[[ DATA SHOWN open ]]

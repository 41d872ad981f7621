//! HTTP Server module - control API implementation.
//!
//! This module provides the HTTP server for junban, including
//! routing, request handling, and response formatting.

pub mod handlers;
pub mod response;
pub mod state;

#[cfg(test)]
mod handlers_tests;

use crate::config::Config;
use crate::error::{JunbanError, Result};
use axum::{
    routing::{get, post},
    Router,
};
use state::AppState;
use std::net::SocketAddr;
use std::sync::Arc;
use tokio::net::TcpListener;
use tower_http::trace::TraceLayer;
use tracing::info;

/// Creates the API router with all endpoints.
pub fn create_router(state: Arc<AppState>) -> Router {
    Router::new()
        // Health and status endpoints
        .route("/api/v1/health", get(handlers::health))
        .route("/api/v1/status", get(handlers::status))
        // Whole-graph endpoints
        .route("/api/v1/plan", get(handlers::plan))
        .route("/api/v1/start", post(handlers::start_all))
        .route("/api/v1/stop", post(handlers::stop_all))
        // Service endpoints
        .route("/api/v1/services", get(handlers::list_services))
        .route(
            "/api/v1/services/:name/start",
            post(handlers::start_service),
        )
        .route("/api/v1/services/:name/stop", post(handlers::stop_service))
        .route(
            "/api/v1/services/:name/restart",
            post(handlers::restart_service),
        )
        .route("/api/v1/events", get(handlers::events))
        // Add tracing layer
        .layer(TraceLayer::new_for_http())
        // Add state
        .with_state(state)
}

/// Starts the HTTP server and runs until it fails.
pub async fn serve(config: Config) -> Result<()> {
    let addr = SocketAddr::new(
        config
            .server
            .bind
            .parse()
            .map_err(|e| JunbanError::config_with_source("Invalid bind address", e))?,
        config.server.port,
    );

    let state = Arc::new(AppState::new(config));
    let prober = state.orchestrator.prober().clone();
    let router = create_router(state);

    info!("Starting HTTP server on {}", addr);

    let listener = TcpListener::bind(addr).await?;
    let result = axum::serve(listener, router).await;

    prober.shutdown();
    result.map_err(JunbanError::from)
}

[[ DATA SHOWN closed ]]

## PROBLEM DESCRIPTION
What lines hold the string "bind"? Pick them out of the data.

## EXERCISE ANSWER
            .bind
            .map_err(|e| JunbanError::config_with_source("Invalid bind address", e))?,
    let listener = TcpListener::bind(addr).await?;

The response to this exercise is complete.